Records for processing |
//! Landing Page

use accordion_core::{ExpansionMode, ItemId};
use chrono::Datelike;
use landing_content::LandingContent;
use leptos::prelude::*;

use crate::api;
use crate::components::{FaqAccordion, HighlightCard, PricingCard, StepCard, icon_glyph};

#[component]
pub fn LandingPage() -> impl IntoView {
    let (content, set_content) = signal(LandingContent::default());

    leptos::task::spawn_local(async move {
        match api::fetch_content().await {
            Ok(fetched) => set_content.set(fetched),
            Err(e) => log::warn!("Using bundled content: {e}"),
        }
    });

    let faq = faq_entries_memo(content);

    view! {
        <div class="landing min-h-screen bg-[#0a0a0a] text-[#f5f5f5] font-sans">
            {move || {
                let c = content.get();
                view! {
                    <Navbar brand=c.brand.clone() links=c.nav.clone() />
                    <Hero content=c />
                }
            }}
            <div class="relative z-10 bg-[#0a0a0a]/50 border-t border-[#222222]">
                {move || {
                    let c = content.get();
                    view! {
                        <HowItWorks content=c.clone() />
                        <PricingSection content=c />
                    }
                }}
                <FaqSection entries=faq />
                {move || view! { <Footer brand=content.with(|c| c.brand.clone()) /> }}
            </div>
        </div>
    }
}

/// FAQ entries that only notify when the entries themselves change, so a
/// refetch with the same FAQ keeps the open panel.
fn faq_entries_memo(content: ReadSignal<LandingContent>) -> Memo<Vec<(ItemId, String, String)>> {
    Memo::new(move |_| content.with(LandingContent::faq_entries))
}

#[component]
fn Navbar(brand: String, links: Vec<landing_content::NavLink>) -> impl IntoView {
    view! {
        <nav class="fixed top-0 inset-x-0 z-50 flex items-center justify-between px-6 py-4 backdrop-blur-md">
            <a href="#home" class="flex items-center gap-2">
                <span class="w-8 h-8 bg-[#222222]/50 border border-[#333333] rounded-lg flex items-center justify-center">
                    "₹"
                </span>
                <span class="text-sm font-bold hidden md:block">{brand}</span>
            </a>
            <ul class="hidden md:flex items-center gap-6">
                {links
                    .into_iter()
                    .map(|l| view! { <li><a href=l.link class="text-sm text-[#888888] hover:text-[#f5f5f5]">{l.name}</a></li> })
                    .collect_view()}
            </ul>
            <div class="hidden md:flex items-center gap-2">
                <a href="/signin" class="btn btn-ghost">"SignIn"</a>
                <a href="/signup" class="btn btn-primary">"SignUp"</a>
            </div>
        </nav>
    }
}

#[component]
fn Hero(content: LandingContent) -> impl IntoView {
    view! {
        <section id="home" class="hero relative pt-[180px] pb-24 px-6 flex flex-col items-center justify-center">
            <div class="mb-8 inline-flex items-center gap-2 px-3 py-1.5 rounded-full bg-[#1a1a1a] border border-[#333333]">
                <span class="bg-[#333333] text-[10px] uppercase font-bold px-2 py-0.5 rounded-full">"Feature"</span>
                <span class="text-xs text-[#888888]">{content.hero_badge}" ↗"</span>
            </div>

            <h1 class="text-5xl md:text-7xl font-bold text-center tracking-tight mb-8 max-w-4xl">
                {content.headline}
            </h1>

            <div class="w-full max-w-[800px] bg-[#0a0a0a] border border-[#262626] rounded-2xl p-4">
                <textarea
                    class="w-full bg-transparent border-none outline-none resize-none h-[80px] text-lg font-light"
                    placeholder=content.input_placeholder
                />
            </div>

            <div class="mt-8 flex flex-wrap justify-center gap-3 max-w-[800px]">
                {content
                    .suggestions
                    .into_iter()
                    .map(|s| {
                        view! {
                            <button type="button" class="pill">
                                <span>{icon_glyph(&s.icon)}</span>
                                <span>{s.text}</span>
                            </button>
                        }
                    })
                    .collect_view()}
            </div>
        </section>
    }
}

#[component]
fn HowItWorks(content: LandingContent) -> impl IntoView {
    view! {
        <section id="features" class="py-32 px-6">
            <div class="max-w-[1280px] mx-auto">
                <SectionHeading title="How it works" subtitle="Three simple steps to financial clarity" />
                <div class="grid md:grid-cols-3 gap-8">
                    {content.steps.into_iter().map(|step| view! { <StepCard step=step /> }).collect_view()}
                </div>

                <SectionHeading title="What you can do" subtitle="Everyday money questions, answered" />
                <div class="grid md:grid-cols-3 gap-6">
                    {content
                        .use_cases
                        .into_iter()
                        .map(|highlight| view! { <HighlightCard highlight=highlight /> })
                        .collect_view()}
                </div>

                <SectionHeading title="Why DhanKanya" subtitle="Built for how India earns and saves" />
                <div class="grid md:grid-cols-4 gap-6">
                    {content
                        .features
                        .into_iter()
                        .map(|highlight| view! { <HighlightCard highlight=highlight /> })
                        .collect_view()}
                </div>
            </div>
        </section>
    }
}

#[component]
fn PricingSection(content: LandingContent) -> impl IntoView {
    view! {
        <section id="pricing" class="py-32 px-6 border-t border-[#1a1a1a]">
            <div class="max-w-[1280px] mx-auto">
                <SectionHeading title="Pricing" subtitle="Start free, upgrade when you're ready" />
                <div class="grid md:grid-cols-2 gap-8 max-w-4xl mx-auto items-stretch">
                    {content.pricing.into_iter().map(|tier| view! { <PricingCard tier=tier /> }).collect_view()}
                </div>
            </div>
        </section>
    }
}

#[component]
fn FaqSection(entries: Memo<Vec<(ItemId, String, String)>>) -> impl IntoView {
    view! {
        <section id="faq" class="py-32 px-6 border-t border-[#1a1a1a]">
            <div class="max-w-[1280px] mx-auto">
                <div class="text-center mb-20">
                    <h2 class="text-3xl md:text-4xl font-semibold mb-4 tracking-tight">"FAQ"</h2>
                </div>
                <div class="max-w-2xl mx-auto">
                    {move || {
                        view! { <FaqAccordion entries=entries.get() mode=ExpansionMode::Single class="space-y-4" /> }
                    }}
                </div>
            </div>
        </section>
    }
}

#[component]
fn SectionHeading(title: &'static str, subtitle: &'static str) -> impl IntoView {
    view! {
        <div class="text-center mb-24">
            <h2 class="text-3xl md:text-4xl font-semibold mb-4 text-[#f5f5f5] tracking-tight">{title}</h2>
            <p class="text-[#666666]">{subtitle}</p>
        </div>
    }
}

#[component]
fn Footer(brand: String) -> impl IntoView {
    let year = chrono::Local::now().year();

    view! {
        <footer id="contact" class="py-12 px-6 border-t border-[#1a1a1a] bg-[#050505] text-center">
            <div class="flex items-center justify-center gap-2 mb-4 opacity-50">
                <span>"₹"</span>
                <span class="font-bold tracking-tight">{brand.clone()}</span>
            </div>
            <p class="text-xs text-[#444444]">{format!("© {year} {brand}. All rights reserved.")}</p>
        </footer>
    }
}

--

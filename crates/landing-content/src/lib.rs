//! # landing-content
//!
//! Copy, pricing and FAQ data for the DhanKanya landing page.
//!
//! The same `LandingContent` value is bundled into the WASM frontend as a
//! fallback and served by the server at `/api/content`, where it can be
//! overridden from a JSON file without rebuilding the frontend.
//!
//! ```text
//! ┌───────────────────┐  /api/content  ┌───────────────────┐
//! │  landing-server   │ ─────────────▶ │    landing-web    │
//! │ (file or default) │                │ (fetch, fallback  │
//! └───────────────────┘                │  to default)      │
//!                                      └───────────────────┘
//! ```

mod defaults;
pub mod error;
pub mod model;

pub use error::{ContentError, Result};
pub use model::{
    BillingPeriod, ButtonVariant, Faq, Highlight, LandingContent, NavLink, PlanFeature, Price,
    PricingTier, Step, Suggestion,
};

Directions for this task |
Search the data above for "tight" and copy every line where it turns up.

Exercise answer |
            <h1 class="text-5xl md:text-7xl font-bold text-center tracking-tight mb-8 max-w-4xl">
                    <h2 class="text-3xl md:text-4xl font-semibold mb-4 tracking-tight">"FAQ"</h2>
            <h2 class="text-3xl md:text-4xl font-semibold mb-4 text-[#f5f5f5] tracking-tight">{title}</h2>
                <span class="font-bold tracking-tight">{brand.clone()}</span>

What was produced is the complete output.